Die Beklagte beantragt,

das Urteil des Sozialgerichts Stuttgart vom 30. August 2006 aufzuheben und die Klage abzuweisen.

Die Klägerin beantragt,

die Berufung der Beklagten zurückzuweisen.

Sie hält die Entscheidung des SG für zutreffend. Ergänzend führt der Klägerbevollmächtigte aus, die diagnostische Einordnung und Indikationsstellung sei am Anfang einer psychotherapeutischen Behandlung im Rahmen der biographischen Anamnese (GNR 860) als vorausgehende diagnostische Maßnahme vor Beginn der psychotherapeutischen Behandlung durchzuführen (mit Hinweis auf Wezel/Liebold S. 9 G - 25/26). Die vertiefte Exploration mit differentialdiagnostischer Einordnung (GNR 861) solle die dokumentierten Ergebnisse der selbsterbrachten Leistung nach GNR 860 einbeziehen, aber eben nicht am Anfang der Therapie, sondern bis zu zweimal im Behandlungsfall, wenn eine erneute diagnostische Einordnung und Indikationsstellung notwendig werde. Insofern stelle die vertiefte Exploration (GNR 861) gerade nicht eine Leistung da, die typischer Weise am Beginn der Behandlung stehe. Bei ihrem Hinweis auf die Psychotherapie-Richtlinien verkenne die Beklagte, dass nur die biographische Anamnese GNR (860 EBM) am Anfang der Behandlung stehe, während GNR 861 die unter Umständen später notwendige "vertiefte" Exploration regele. Gerade die Spezifikation in der Leistungslegende als vertiefte Exploration weise deutlich genug darauf hin, dass tiefer/weitergehender als am Beginn der Behandlung möglich exploriert werden solle. Es decke sich auch im Übrigen mit den Erfahrungen der Klägerin, dass eine Psychotherapie in der Regel - wie vom SG auch festgestellt - länger als ein paar Tage dauere. Auch bei dem von der Beklagten konstruierten Fall einer Kurzzeittherapie werde regelmäßig ein Quartal überschritten. Denn Kurzzeittherapien würden nach den Erfahrungen der Klägerin überwiegend in einer gestreckten Frequenz durchgeführt, also einmal pro Woche oder einmal pro zwei Wochen. Die erneute Antragstellung als Grund für eine vertiefte Exploration sei schließlich ganz im Sinne des Inhalts der Leistungslegende, also keinesfalls rechtswidrig. Allerdings könne dies gerade nicht bedeuten, dass ohne Antragstellung keine vertiefte Exploration stattfinden dürfe.

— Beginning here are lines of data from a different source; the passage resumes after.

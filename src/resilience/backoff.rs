//! Exponential backoff with jitter.

use rand::Rng;
use std::time::Duration;

/// Calculate exponential backoff delay with jitter.
///
/// `attempt` is the number of attempts made so far; 0 means no delay.
pub fn calculate_backoff(attempt: u32, base_ms: u64, max_ms: u64) -> Duration {
    if attempt == 0 {
        return Duration::from_millis(0);
    }

    let exponential_base = 2u64.saturating_pow(attempt - 1);
    let delay_ms = base_ms.saturating_mul(exponential_base);
    let capped_delay = delay_ms.min(max_ms);

    // Apply jitter (0 to 10% of the delay)
    let jitter_range = capped_delay / 10;
    let jitter = if jitter_range > 0 {
        rand::thread_rng().gen_range(0..jitter_range)
    } else {
        0
    };

    Duration::from_millis(capped_delay + jitter)
}
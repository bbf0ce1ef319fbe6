use clap::{Parser, Subcommand};
use reqwest::header::{HeaderMap, HeaderValue, AUTHORIZATION};
use reqwest::Method;
use serde_json::Value;

#[derive(Parser)]
#[command(name = "gateway-cli")]
#[command(about = "Management CLI for the MCP gateway", long_about = None)]
struct Cli {
    #[arg(short, long, default_value = "http://localhost:8081")]
    url: String,

    #[arg(short, long)]
    key: String,

    #[command(subcommand)]
    command: Commands,
}

#[derive(Subcommand)]
enum Commands {
    /// Show gateway status
    Status,
    /// List routes, their backends and injected header names
    Routes,
    /// List tracked MCP sessions
    Sessions,
    /// Terminate an MCP session
    Terminate {
        /// Session id as shown by `sessions`
        id: String,
    },
}

#[tokio::main]
async fn main() -> Result<(), Box<dyn std::error::Error>> {
    let cli = Cli::parse();
    let client = reqwest::Client::new();

    let mut headers = HeaderMap::new();
    headers.insert(
        AUTHORIZATION,
        HeaderValue::from_str(&format!("Bearer {}", cli.key))?,
    );

    let (method, path) = match &cli.command {
        Commands::Status => (Method::GET, "/admin/status".to_string()),
        Commands::Routes => (Method::GET, "/admin/routes".to_string()),
        Commands::Sessions => (Method::GET, "/admin/sessions".to_string()),
        Commands::Terminate { id } => (Method::DELETE, format!("/admin/sessions/{}", id)),
    };

    let res = client
        .request(method, format!("{}{}", cli.url.trim_end_matches('/'), path))
        .headers(headers)
        .send()
        .await?;
    print_response(res).await
}

async fn print_response(res: reqwest::Response) -> Result<(), Box<dyn std::error::Error>> {
    let status = res.status();
    if !status.is_success() {
        eprintln!("Error: Admin API returned status {}", status);
        if let Ok(text) = res.text().await {
            if !text.is_empty() {
                eprintln!("Response: {}", text);
            }
        }
        std::process::exit(1);
    }

    if status == reqwest::StatusCode::NO_CONTENT {
        println!("ok");
        return Ok(());
    }

    let json: Value = res.json().await?;
    println!("{}", serde_json::to_string_pretty(&json)?);
    Ok(())
}
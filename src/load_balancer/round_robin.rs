//! Round-robin load balancing strategy.

use std::sync::atomic::{AtomicUsize, Ordering};
use std::sync::Arc;

use crate::load_balancer::LoadBalancer;
use crate::upstream::BackendRef;

/// Round-robin selector.
/// Stores an internal counter to rotate through backends.
#[derive(Debug, Default)]
pub struct RoundRobin {
    counter: AtomicUsize,
}

impl RoundRobin {
    pub fn new() -> Self {
        Self::default()
    }
}

impl LoadBalancer for RoundRobin {
    fn next_server(&self, backends: &[Arc<BackendRef>]) -> Option<Arc<BackendRef>> {
        if backends.is_empty() {
            return None;
        }
        let index = self.counter.fetch_add(1, Ordering::Relaxed) % backends.len();
        Some(backends[index].clone())
    }
}
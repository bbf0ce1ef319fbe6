//! Path prefix matching.
//!
//! # Design Decisions
//! - Prefixes match on segment boundaries: `/mcp` matches `/mcp` and
//!   `/mcp/tools` but not `/mcpx`
//! - A trailing slash on the configured prefix is ignored
//! - `/` matches every path
//! - Path matching is case-sensitive; no regex in the hot path

/// Matches the request path against a normalized prefix.
#[derive(Debug, Clone, PartialEq, Eq)]
pub struct PathPrefixMatcher {
    /// Normalized prefix: no trailing slash, "" for the root prefix.
    prefix: String,
}

impl PathPrefixMatcher {
    /// Create a new path prefix matcher.
    pub fn new(prefix: impl Into<String>) -> Self {
        let prefix = prefix.into();
        Self {
            prefix: prefix.trim_end_matches('/').to_string(),
        }
    }

    pub fn matches(&self, path: &str) -> bool {
        self.remainder(path).is_some()
    }

    /// The part of `path` after the prefix, starting with '/' or empty.
    pub fn remainder<'a>(&self, path: &'a str) -> Option<&'a str> {
        let rest = path.strip_prefix(self.prefix.as_str())?;
        if rest.is_empty() || rest.starts_with('/') {
            Some(rest)
        } else {
            None
        }
    }

    /// Longer prefixes are more specific.
    pub fn specificity(&self) -> usize {
        self.prefix.len()
    }

    /// The prefix as written in config terms ("/" for the root).
    pub fn as_str(&self) -> &str {
        if self.prefix.is_empty() {
            "/"
        } else {
            &self.prefix
        }
    }
}
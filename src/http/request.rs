//! Request handling and transformation.
//!
//! # Responsibilities
//! - Assign a request id (UUID v4) as early as possible and echo it back
//! - Strip hop-by-hop headers before forwarding
//! - Add `X-Forwarded-For` / `X-Forwarded-Proto`
//!
//! # Design Decisions
//! - Request id set by the outermost layer so every span carries it
//! - A client-supplied `x-request-id` is kept
//! - Header maps are never logged whole

use std::net::SocketAddr;

use axum::http::header::{self, HeaderMap, HeaderName, HeaderValue};
use tower_http::request_id::{MakeRequestUuid, PropagateRequestIdLayer, SetRequestIdLayer};

pub const X_REQUEST_ID: HeaderName = HeaderName::from_static("x-request-id");
pub const X_FORWARDED_FOR: HeaderName = HeaderName::from_static("x-forwarded-for");
pub const X_FORWARDED_PROTO: HeaderName = HeaderName::from_static("x-forwarded-proto");

const HOP_BY_HOP: [HeaderName; 8] = [
    header::CONNECTION,
    HeaderName::from_static("keep-alive"),
    header::PROXY_AUTHENTICATE,
    header::PROXY_AUTHORIZATION,
    header::TE,
    header::TRAILER,
    header::TRANSFER_ENCODING,
    header::UPGRADE,
];

/// Layer assigning `x-request-id` to requests that lack one.
pub fn set_request_id_layer() -> SetRequestIdLayer<MakeRequestUuid> {
    SetRequestIdLayer::new(X_REQUEST_ID, MakeRequestUuid)
}

/// Layer copying `x-request-id` onto the response.
pub fn propagate_request_id_layer() -> PropagateRequestIdLayer {
    PropagateRequestIdLayer::new(X_REQUEST_ID)
}

/// The request id, or "unknown" when absent.
pub fn request_id(headers: &HeaderMap) -> String {
    headers
        .get(X_REQUEST_ID)
        .and_then(|v| v.to_str().ok())
        .unwrap_or("unknown")
        .to_string()
}

/// Remove hop-by-hop headers, including any listed in `Connection`.
pub fn strip_hop_by_hop(headers: &mut HeaderMap) {
    let listed: Vec<HeaderName> = headers
        .get_all(header::CONNECTION)
        .iter()
        .filter_map(|v| v.to_str().ok())
        .flat_map(|v| v.split(','))
        .filter_map(|name| HeaderName::from_bytes(name.trim().as_bytes()).ok())
        .collect();

    for name in listed.iter().chain(HOP_BY_HOP.iter()) {
        headers.remove(name);
    }
}

/// Append the client address to `X-Forwarded-For` and set `X-Forwarded-Proto`.
pub fn add_forwarded_headers(headers: &mut HeaderMap, client: SocketAddr, scheme: &str) {
    let ip = client.ip().to_string();
    let forwarded_for = match headers.get(&X_FORWARDED_FOR).and_then(|v| v.to_str().ok()) {
        Some(existing) => format!("{}, {}", existing, ip),
        None => ip,
    };
    if let Ok(value) = HeaderValue::from_str(&forwarded_for) {
        headers.insert(X_FORWARDED_FOR, value);
    }
    if let Ok(value) = HeaderValue::from_str(scheme) {
        headers.insert(X_FORWARDED_PROTO, value);
    }
}
//! Gateway error taxonomy and its HTTP mapping.
//!
//! | Error              | Status |
//! |--------------------|--------|
//! | RouteNotFound      | 404    |
//! | SessionExpired     | 404 + JSON-RPC error body |
//! | PayloadTooLarge    | 413    |
//! | BadRequest         | 400    |
//! | Connect(Timeout)   | 504    |
//! | Connect(other)     | 502    |
//! | UpstreamTimeout    | 504    |
//! | Upstream           | 502    |

use std::time::Duration;

use axum::http::StatusCode;
use axum::response::{IntoResponse, Response};
use axum::Json;
use serde_json::Value;

use crate::session::jsonrpc;
use crate::upstream::{ConnectError, ConnectErrorKind};

/// Why a request could not be forwarded.
#[derive(Debug, thiserror::Error)]
pub enum ProxyError {
    #[error("no route matches {path}")]
    RouteNotFound { path: String },

    #[error(transparent)]
    Connect(#[from] ConnectError),

    #[error("upstream failure: {0}")]
    Upstream(String),

    #[error("upstream did not respond within {0:?}")]
    UpstreamTimeout(Duration),

    #[error("session {session_id} not found or expired")]
    SessionExpired {
        session_id: String,
        /// JSON-RPC id of the rejected request, echoed in the error body.
        request_id: Option<Value>,
    },

    #[error("request body exceeds {limit} bytes")]
    PayloadTooLarge { limit: usize },

    #[error("bad request: {0}")]
    BadRequest(String),
}

impl ProxyError {
    pub fn status(&self) -> StatusCode {
        match self {
            ProxyError::RouteNotFound { .. } | ProxyError::SessionExpired { .. } => {
                StatusCode::NOT_FOUND
            }
            ProxyError::Connect(e) if e.kind() == ConnectErrorKind::Timeout => {
                StatusCode::GATEWAY_TIMEOUT
            }
            ProxyError::Connect(_) | ProxyError::Upstream(_) => StatusCode::BAD_GATEWAY,
            ProxyError::UpstreamTimeout(_) => StatusCode::GATEWAY_TIMEOUT,
            ProxyError::PayloadTooLarge { .. } => StatusCode::PAYLOAD_TOO_LARGE,
            ProxyError::BadRequest(_) => StatusCode::BAD_REQUEST,
        }
    }

    /// Failures on the gateway/upstream side rather than the client's.
    pub fn is_gateway_failure(&self) -> bool {
        self.status().is_server_error()
    }
}

impl IntoResponse for ProxyError {
    fn into_response(self) -> Response {
        let status = self.status();
        match self {
            ProxyError::SessionExpired { request_id, .. } => {
                (status, Json(jsonrpc::session_expired(request_id.as_ref()))).into_response()
            }
            other => (status, other.to_string()).into_response(),
        }
    }
}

Wegen weiteren Einzelheiten des Sachverhalts und des Vorbringens der Beteiligten wird auf die Verwaltungsakte der Beklagten sowie die Gerichtsakten erster und zweiter Instanz Bezug genommen.

Entscheidungsgründe:

I.

Die Berufung ist zulässig. Sie ist insbesondere statthaft. Ein Berufungsausschlussgrund nach §144 Abs. 1 Sozialgerichtsgesetz (SGG) liegt nicht vor. Der Beschwerdewert in Höhe von 500,00 EUR ist überschritten. Im Streit stehen Honorarkürzungen in Höhe von 1.009,34 EUR.

II.

Die Berufung der Beklagten ist auch begründet. Entgegen der Ansicht des SG besteht ein Anspruch der Klägerin auf Vergütung der hier gestrichenen Ansätze der GNR 861 EBM nicht.

Nach § 45 Abs. 2 Satz 1 BMV-Ä und § 34 Abs. 4 Satz 1 und 2 EKV-Ä, die nach § 1 Abs. 4 BMV-Ä und § 1 Abs. 6 EKV-Ä für Psychologische Psychotherapeuten entsprechend gelten, obliegt den Kassenärztlichen Vereinigungen die Prüfung der von den Vertragsärzten vorgelegten Abrechnungen ihrer vertragsärztlichen Leistungen hinsichtlich der sachlich-rechnerischen Richtigkeit. Dies gilt insbesondere für die Anwendung des Regelwerkes. Die Kassenärztliche Vereinigung berichtigt die Honorarforderung des Vertragsarztes bei Fehlern hinsichtlich der sachlich-rechnerischen Richtigkeit. Der leicht abweichende Wortlaut des § 34 EKV-Ä enthält in der Sache keine andere Regelung. Nach § 3 Abs. 1 in Verbindung mit § 1 Abs. 1 des auf der Grundlage des § 85 Abs. 4 SGB V ergangenen HVM (übernommen in den zwischenzeitlichen Honorarverteilungsvertrag - HVV - der KV Baden-Württemberg) sind für die Abrechnungen die gesetzlichen und vertraglichen Bestimmungen sowie die autonomen Satzungsnormen der Beklagten maßgebend. Nach § 7 Abs. 1 HVM prüft die Beklagte die eingereichten Abrechnungen in formaler Hinsicht. Bei dieser Prüfung ist u.a. darauf zu achten, ob die Bestimmungen der Gebührenordnungen beachtet und die richtigen Gebührenordnungsnummern angesetzt worden sind.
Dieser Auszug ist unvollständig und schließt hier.